The Kiss on the Forehead

I have been kissed on the forehead twice as a grown woman. Well, three times, but twice by the same guy in the same instance, so let’s count them as one.

I’ve got to tell you, I’m not a big fan of the forehead kiss. I keep thinking that, under the right circumstances–I’m married to your best friend and you save me from being run over by a car and in your relief that I’m okay, you embrace me and cannot help but place your lips on my sweet flesh and, even though you long to smooch me right on the mouth, your love for your best friend prevents you from violating his trust and so you gently kiss me on the forehead and then move away so that you don’t have to see me if you can’t have me OR I’m busy kissing the cutie in bed with us–being kissed on the forehead might be okay.

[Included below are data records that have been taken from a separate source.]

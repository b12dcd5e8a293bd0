//! HTML preview generation

use crate::core::config::{Mode, StyleOptions};
use crate::glyphs::GlyphSpec;
use std::fmt::Write as _;

/// Escape text for HTML content and double-quoted attributes
pub fn escape_html(text: &str) -> String {
    let mut escaped = String::with_capacity(text.len());
    for c in text.chars() {
        match c {
            '&' => escaped.push_str("&amp;"),
            '<' => escaped.push_str("&lt;"),
            '>' => escaped.push_str("&gt;"),
            '"' => escaped.push_str("&quot;"),
            _ => escaped.push(c),
        }
    }
    escaped
}

/// Whether the entry at 1-based `index` renders through its CSS class
/// rather than as ligature text
pub fn uses_class_entry(mode: Mode, index: usize) -> bool {
    match mode {
        Mode::Class => true,
        Mode::Ligature => false,
        Mode::Both => index % 2 == 1,
    }
}

/// Render the preview page linking to the stylesheet at `css_url`
pub fn render_preview(style: &StyleOptions, mode: Mode, css_url: &str, glyphs: &[GlyphSpec]) -> String {
    let font_size = escape_html(&style.preview_font_size);
    let mut html = format!(
        r#"<html>
    <head>
        <title>Font preview</title>
        <meta charset="utf-8">
        <link href="{css}" rel="stylesheet">
        <style>
            body {{
                background-color: #f3f2f1;
                text-align: center;
                padding: 1rem;
                margin: 0;
            }}
            #font-list {{
                display: flex;
                flex-wrap: wrap;
                align-items: center;
                justify-content: center;
                margin-top: 1rem;
                gap: 1rem;
            }}
            #font-list > div {{
                background-color: #fff;
                box-shadow: 0 1.6px 3.6px 0 rgba(0, 0, 0, 0.132), 0 0.3px 0.9px 0 rgba(0, 0, 0, 0.108);
                padding: 20px;
            }}
            #font-list > div > span {{
                font-size: 1rem;
            }}
        </style>
    </head>
    <body>
    Icon font size: <input type="text" id="font-size" value="{font_size}" onchange="document.getElementById('font-list').style.fontSize=this.value">
    <div id="font-list" style="font-size: {font_size};">
"#,
        css = escape_html(css_url),
    );

    let generic = escape_html(&style.generic_class);
    for (index, spec) in glyphs.iter().enumerate() {
        let name = escape_html(&spec.name);
        let icon = if uses_class_entry(mode, index + 1) {
            format!(
                r#"<i class="{generic} {}{name}"></i>"#,
                escape_html(&style.class_prefix)
            )
        } else {
            format!(r#"<i class="{generic}">{name}</i>"#)
        };
        let _ = writeln!(html, "<div>{icon}<br><span>{name}</span></div>");
    }

    html.push_str("</div>\n</body>\n</html>\n");
    html
}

But, in my experience, the forehead kiss means “you ain’t getting any smooches any farther south than this” and what fun is that?

The first forehead smooch went like this. There was this cantankerous guy that I loved and loved to bicker with* and we’d go to dinner–my two roommates and me and him–every week and he would call us hooligans and I would sigh and make googly eyes at him and wish he’d leave his fiancee for me, even though he was a Republican jack-ass whose dad knew Bob Dole well and I was a liberal do-gooder.

So, one day at dinner I wasn’t speaking to him, though I can’t remember why. I’m sure he deserved it though. And he ran up to me at the car and grabbed me and smooched my forehead. And I laughed and things between us were better, though that was as close as he ever came to succumbing to my charms. Which is too bad.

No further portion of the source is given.